Thus, an electrochemical sensor was fabricated using tungsten oxide nanorod (WO3·0.33H2O) modified with GCE for sensitive detection of fungicide, carbendazim (CBZ). The synthesis process can concludes as follows:

Ammonium paratungstate (APT, 99.99%), HCl 37%, H2O2, 3 wt % in H2O were used as raw materials.

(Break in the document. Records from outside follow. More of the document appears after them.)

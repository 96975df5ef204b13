//! Configuration management for the cohort engine
//!
//! TOML file support with environment variable overrides and defaults.
//!
//! ```toml
//! [redis]
//! url = "redis://127.0.0.1:6379"
//! pool_size = 16
//!
//! [engine]
//! namespace = "cohort"
//! first_day_of_week = "sunday"
//! default_granularity = "fifteen_minutes"
//!
//! [monitoring]
//! log_level = "info"
//! ```

use crate::engine::EngineConfig;
use crate::error::{Result, ValidationError};
use crate::keys::DEFAULT_NAMESPACE;
use crate::store::redis::{RedisConfig, RetryPolicy};
use crate::types::Granularity;
use chrono::Weekday;
use serde::{Deserialize, Serialize};
use std::path::Path;
use std::time::Duration;

/// Main configuration structure
#[derive(Debug, Clone, Default, Deserialize, Serialize)]
pub struct CohortConfig {
    /// Redis connection settings
    #[serde(default)]
    pub redis: RedisSection,

    /// Engine settings
    #[serde(default)]
    pub engine: EngineSection,

    /// Logging and metrics
    #[serde(default)]
    pub monitoring: MonitoringConfig,
}

/// Redis connection settings
#[derive(Debug, Clone, Deserialize, Serialize)]
pub struct RedisSection {
    /// Server URL
    #[serde(default = "default_redis_url")]
    pub url: String,

    /// Maximum commands in flight
    #[serde(default = "default_pool_size")]
    pub pool_size: u32,

    /// Connection timeout in milliseconds
    #[serde(default = "default_connection_timeout_ms")]
    pub connection_timeout_ms: u64,

    /// Command timeout in milliseconds
    #[serde(default = "default_command_timeout_ms")]
    pub command_timeout_ms: u64,

    /// Retries for transient failures
    #[serde(default = "default_max_retries")]
    pub max_retries: u32,

    /// Use TLS (`rediss://`)
    #[serde(default)]
    pub tls_enabled: bool,
}

/// Engine settings
#[derive(Debug, Clone, Deserialize, Serialize)]
pub struct EngineSection {
    /// Key namespace prefix
    #[serde(default = "default_namespace")]
    pub namespace: String,

    /// First day of week, e.g. "sunday" or "mon"
    #[serde(default = "default_first_day_of_week")]
    pub first_day_of_week: String,

    /// Tracking and query leaf granularity
    #[serde(default = "default_granularity")]
    pub default_granularity: Granularity,

    /// Bucket reads in flight per call
    #[serde(default = "default_max_concurrent_fetches")]
    pub max_concurrent_fetches: usize,
}

/// Monitoring configuration
#[derive(Debug, Clone, Deserialize, Serialize)]
pub struct MonitoringConfig {
    /// Enable Prometheus metrics
    #[serde(default = "default_true")]
    pub metrics_enabled: bool,

    /// Log level or `EnvFilter` directive (error, warn, info, debug, trace)
    #[serde(default = "default_log_level")]
    pub log_level: String,
}

// Default value functions
fn default_redis_url() -> String { "redis://127.0.0.1:6379".to_string() }
fn default_pool_size() -> u32 { 16 }
fn default_connection_timeout_ms() -> u64 { 5_000 }
fn default_command_timeout_ms() -> u64 { 1_000 }
fn default_max_retries() -> u32 { 3 }
fn default_namespace() -> String { DEFAULT_NAMESPACE.to_string() }
fn default_first_day_of_week() -> String { "sunday".to_string() }
fn default_granularity() -> Granularity { Granularity::FifteenMinutes }
fn default_max_concurrent_fetches() -> usize { crate::engine::DEFAULT_MAX_CONCURRENT_FETCHES }
fn default_log_level() -> String { "info".to_string() }
fn default_true() -> bool { true }

impl Default for RedisSection {
    fn default() -> Self {
        Self {
            url: default_redis_url(),
            pool_size: default_pool_size(),
            connection_timeout_ms: default_connection_timeout_ms(),
            command_timeout_ms: default_command_timeout_ms(),
            max_retries: default_max_retries(),
            tls_enabled: false,
        }
    }
}

impl Default for EngineSection {
    fn default() -> Self {
        Self {
            namespace: default_namespace(),
            first_day_of_week: default_first_day_of_week(),
            default_granularity: default_granularity(),
            max_concurrent_fetches: default_max_concurrent_fetches(),
        }
    }
}

impl Default for MonitoringConfig {
    fn default() -> Self {
        Self {
            metrics_enabled: true,
            log_level: default_log_level(),
        }
    }
}

impl EngineSection {
    /// Parsed first day of week
    pub fn weekday(&self) -> std::result::Result<Weekday, ValidationError> {
        self.first_day_of_week
            .trim()
            .parse::<Weekday>()
            .map_err(|_| ValidationError::InvalidFormat {
                field: "engine.first_day_of_week".to_string(),
                message: format!("'{}' is not a day of the week", self.first_day_of_week),
            })
    }
}

impl CohortConfig {
    /// Load configuration from a TOML file
    pub fn from_file(path: impl AsRef<Path>) -> Result<Self> {
        let path = path.as_ref();
        let contents = std::fs::read_to_string(path)?;
        toml::from_str(&contents).map_err(|e| {
            ValidationError::InvalidFormat {
                field: path.display().to_string(),
                message: e.to_string(),
            }
            .into()
        })
    }

    /// Load configuration with environment variable overrides
    pub fn from_file_with_env(path: impl AsRef<Path>) -> Result<Self> {
        let mut config = Self::from_file(path)?;
        config.apply_env_overrides();
        Ok(config)
    }

    /// Load from environment variables only
    pub fn from_env() -> Self {
        let mut config = Self::default();
        config.apply_env_overrides();
        config
    }

    /// Apply environment variable overrides
    ///
    /// An unparseable `COHORT_DEFAULT_GRANULARITY` is logged and ignored.
    pub fn apply_env_overrides(&mut self) {
        if let Ok(url) = std::env::var("COHORT_REDIS_URL") {
            self.redis.url = url;
        }
        if let Ok(namespace) = std::env::var("COHORT_NAMESPACE") {
            self.engine.namespace = namespace;
        }
        if let Ok(weekday) = std::env::var("COHORT_FIRST_DAY_OF_WEEK") {
            self.engine.first_day_of_week = weekday;
        }
        if let Ok(granularity) = std::env::var("COHORT_DEFAULT_GRANULARITY") {
            match granularity.parse() {
                Ok(g) => self.engine.default_granularity = g,
                Err(e) => tracing::warn!("Ignoring COHORT_DEFAULT_GRANULARITY: {}", e),
            }
        }
        if let Ok(log_level) = std::env::var("RUST_LOG") {
            self.monitoring.log_level = log_level;
        }
    }

    /// Validate configuration
    pub fn validate(&self) -> Result<()> {
        self.to_redis_config()
            .validate()
            .map_err(|message| ValidationError::InvalidFormat {
                field: "redis".to_string(),
                message,
            })?;

        if self.redis.command_timeout_ms > 60_000 {
            return Err(ValidationError::OutOfRange {
                field: "redis.command_timeout_ms".to_string(),
                value: self.redis.command_timeout_ms.to_string(),
                min: "1".to_string(),
                max: "60000".to_string(),
            }
            .into());
        }
        if self.engine.max_concurrent_fetches > 4096 {
            return Err(ValidationError::OutOfRange {
                field: "engine.max_concurrent_fetches".to_string(),
                value: self.engine.max_concurrent_fetches.to_string(),
                min: "1".to_string(),
                max: "4096".to_string(),
            }
            .into());
        }

        self.to_engine_config()?.validate()
    }

    /// Engine settings
    pub fn to_engine_config(&self) -> Result<EngineConfig> {
        Ok(EngineConfig {
            namespace: self.engine.namespace.clone(),
            first_day_of_week: self.engine.weekday()?,
            default_granularity: self.engine.default_granularity,
            max_concurrent_fetches: self.engine.max_concurrent_fetches,
        })
    }

    /// Redis pool settings
    pub fn to_redis_config(&self) -> RedisConfig {
        let retry = RetryPolicy {
            max_retries: self.redis.max_retries,
            ..Default::default()
        };
        RedisConfig::with_url(self.redis.url.clone())
            .pool_size(self.redis.pool_size)
            .connection_timeout(Duration::from_millis(self.redis.connection_timeout_ms))
            .command_timeout(Duration::from_millis(self.redis.command_timeout_ms))
            .retry_policy(retry)
            .tls(self.redis.tls_enabled)
    }

    /// Save configuration to a TOML file
    pub fn save_to_file(&self, path: impl AsRef<Path>) -> Result<()> {
        let contents = toml::to_string_pretty(self).map_err(|e| ValidationError::InvalidFormat {
            field: "config".to_string(),
            message: e.to_string(),
        })?;
        std::fs::write(path, contents)?;
        Ok(())
    }
}

#[cfg(test)]
mod tests {
    use super::*;
    use crate::error::Error;

    #[test]
    fn test_default_config() {
        let config = CohortConfig::default();
        assert_eq!(config.engine.namespace, "cohort");
        assert_eq!(config.engine.default_granularity, Granularity::FifteenMinutes);
        assert!(config.monitoring.metrics_enabled);
        assert!(config.validate().is_ok());
    }

    #[test]
    fn test_parse_toml() {
        let config: CohortConfig = toml::from_str(
            r#"
            [redis]
            url = "redis://cache:6380"

            [engine]
            first_day_of_week = "Monday"
            default_granularity = "hour"
            "#,
        )
        .unwrap();

        assert_eq!(config.redis.url, "redis://cache:6380");
        assert_eq!(config.redis.pool_size, 16);
        let engine = config.to_engine_config().unwrap();
        assert_eq!(engine.first_day_of_week, Weekday::Mon);
        assert_eq!(engine.default_granularity, Granularity::Hour);
    }

    #[test]
    fn test_invalid_weekday() {
        let mut config = CohortConfig::default();
        config.engine.first_day_of_week = "someday".to_string();
        assert!(matches!(config.validate(), Err(Error::Configuration(_))));
    }

    #[test]
    fn test_invalid_values() {
        let mut config = CohortConfig::default();
        config.redis.pool_size = 0;
        assert!(config.validate().is_err());

        let mut config = CohortConfig::default();
        config.engine.max_concurrent_fetches = 10_000;
        assert!(config.validate().is_err());

        let mut config = CohortConfig::default();
        config.engine.default_granularity = Granularity::Quarter;
        assert!(config.validate().is_err());
    }

    #[test]
    fn test_file_round_trip() {
        let dir = tempfile::tempdir().unwrap();
        let path = dir.path().join("cohort.toml");

        let mut config = CohortConfig::default();
        config.engine.namespace = "analytics".to_string();
        config.save_to_file(&path).unwrap();

        let loaded = CohortConfig::from_file(&path).unwrap();
        assert_eq!(loaded.engine.namespace, "analytics");
        assert!(matches!(
            CohortConfig::from_file(dir.path().join("missing.toml")),
            Err(Error::Io(_))
        ));
    }

    #[test]
    fn test_env_override() {
        std::env::set_var("COHORT_NAMESPACE", "from-env");
        std::env::set_var("COHORT_DEFAULT_GRANULARITY", "day");
        let config = CohortConfig::from_env();
        assert_eq!(config.engine.namespace, "from-env");
        assert_eq!(config.engine.default_granularity, Granularity::Day);
        std::env::remove_var("COHORT_NAMESPACE");
        std::env::remove_var("COHORT_DEFAULT_GRANULARITY");
    }
}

1. Preparation of WO3·0.33H2O nanorods

The WO3·0.33H2O nanorods were synthesized using the hydrothermal method (Kanan et al., 2007; Kalanur et al., 2013). Briefly, 0.5 g of ammonium paratungstate (APT) was added to 45 ml de-ionized water and stirred vigorously for 2 h to dissolve it. To this, 2 ml of mixed hydrochloric acid (HCl) was gently added and stirred vigorously for 1 h to produce tungstic acid violet gelatinous solution. The tungstic acid was then dissolved by adding 3 ml of hydrogen peroxide (H2O2) under with the vigorous stirring for another 2 h. The addition of H2O2 dissolved the tungstic acid solution to form the transparent PTA solution. Thus formed PTA solution was delivered to a Teflon container autoclave by filling 70% of its volume and the hydrothermal reaction was carried out in an electric oven at 150 °C for 3 h. For the hydrothermal synthesis, (after 3h) a temperature ramp of 2 °C per min was used. The autoclave was separated from the furnace after completion of the hydrothermal synthesis and cooled to room temperature. After attaining room temperature, the autoclave was opened, and the precipitate of WO3·0.33H2O nanorods were washed with water and centrifuged at 6000 rpm for 30 min. After centrifugation, the precipitate of WO3·0.33H2O was dried overnight in an oven at 60 °C.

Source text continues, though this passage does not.